Below are the records; copy every line in them that holds the string "derive".

Collected data entries
□ □ □ □ □ □ □

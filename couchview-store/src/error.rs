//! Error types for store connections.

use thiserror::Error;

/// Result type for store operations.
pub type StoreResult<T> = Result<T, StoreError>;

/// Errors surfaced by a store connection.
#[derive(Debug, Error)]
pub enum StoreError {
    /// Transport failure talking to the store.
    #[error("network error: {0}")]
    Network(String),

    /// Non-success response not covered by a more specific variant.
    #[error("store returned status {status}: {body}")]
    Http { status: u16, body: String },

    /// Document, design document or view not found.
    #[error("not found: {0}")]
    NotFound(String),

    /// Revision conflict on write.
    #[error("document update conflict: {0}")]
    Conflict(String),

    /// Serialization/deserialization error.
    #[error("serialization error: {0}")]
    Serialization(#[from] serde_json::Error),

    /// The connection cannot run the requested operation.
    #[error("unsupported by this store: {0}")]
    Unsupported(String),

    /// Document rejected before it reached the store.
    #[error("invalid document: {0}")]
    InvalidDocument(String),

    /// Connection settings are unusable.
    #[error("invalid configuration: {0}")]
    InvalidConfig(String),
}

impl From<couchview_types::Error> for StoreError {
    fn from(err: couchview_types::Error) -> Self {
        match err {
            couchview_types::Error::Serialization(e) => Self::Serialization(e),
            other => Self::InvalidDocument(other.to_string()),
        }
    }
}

□ □ □ □ □ □ □

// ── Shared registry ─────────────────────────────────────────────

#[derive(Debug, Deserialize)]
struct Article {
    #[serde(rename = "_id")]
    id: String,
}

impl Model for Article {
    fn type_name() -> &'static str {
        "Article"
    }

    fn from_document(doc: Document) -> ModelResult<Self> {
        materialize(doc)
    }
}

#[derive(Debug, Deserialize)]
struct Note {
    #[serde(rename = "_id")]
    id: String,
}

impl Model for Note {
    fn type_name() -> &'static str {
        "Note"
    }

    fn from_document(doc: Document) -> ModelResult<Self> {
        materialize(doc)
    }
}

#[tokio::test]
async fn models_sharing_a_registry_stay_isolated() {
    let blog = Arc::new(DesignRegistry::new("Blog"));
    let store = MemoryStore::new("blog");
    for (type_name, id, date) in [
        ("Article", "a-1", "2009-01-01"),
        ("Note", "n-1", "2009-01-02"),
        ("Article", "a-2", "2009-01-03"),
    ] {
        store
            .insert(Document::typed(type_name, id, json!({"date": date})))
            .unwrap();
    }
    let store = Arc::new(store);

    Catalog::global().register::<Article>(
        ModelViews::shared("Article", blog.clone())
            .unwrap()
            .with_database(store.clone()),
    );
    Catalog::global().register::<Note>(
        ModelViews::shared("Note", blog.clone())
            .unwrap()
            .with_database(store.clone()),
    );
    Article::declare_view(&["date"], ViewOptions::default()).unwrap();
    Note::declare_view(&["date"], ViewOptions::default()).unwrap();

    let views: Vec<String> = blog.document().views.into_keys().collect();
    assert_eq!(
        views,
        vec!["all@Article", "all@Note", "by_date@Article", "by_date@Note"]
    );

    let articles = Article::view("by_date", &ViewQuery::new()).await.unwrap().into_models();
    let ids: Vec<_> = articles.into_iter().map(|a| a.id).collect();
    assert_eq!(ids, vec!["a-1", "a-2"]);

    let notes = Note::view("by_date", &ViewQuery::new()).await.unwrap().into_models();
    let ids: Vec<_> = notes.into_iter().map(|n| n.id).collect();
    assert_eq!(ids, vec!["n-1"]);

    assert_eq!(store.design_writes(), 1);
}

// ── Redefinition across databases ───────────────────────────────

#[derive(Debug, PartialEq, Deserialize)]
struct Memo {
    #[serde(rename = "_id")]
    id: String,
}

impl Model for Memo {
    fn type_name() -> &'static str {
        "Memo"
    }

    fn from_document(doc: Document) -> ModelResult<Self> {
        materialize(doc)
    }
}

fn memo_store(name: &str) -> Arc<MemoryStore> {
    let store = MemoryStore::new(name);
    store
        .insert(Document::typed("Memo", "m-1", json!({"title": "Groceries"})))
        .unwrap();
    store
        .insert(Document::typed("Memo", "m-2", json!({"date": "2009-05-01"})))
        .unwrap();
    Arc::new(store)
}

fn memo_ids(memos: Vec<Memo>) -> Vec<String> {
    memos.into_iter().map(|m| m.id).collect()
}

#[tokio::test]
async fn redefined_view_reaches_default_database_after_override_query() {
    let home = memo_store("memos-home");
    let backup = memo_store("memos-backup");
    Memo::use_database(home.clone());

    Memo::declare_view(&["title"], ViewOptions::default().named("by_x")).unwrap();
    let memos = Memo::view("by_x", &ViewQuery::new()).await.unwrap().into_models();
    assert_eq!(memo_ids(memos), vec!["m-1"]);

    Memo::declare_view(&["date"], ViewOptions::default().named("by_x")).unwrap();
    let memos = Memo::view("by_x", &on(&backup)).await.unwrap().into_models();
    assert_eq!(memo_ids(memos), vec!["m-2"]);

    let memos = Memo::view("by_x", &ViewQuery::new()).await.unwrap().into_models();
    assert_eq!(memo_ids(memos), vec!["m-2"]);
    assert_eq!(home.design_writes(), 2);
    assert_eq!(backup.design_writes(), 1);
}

□ □ □ □ □ □ □

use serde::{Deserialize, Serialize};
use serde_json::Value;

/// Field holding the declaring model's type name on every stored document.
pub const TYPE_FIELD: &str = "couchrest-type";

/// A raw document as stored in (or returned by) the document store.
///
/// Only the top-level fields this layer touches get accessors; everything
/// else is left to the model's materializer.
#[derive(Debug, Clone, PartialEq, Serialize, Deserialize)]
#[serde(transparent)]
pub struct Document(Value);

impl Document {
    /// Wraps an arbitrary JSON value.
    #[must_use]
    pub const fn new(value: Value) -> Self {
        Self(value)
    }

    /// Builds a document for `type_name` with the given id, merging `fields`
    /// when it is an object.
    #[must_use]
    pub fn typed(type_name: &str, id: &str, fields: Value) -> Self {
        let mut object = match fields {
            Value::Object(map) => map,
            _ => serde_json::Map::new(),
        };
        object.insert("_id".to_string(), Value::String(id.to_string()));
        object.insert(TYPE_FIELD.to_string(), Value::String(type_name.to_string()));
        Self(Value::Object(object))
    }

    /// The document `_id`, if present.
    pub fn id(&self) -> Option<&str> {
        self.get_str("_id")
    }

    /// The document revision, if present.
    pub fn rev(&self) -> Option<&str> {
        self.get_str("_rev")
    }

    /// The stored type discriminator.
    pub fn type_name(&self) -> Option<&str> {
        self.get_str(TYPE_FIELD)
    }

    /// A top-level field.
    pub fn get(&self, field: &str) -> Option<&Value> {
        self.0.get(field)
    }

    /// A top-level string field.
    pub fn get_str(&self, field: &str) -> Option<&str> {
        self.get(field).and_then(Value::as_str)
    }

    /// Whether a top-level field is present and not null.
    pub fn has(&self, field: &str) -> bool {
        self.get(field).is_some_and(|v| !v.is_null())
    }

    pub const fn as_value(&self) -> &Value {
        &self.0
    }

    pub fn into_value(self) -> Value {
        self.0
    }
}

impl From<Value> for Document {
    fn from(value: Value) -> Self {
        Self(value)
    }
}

□ □ □ □ □ □ □

→ **Completed task**
#[derive(Debug, Error)]
#[derive(Debug, Deserialize)]
#[derive(Debug, Deserialize)]
#[derive(Debug, PartialEq, Deserialize)]
#[derive(Debug, Clone, PartialEq, Serialize, Deserialize)]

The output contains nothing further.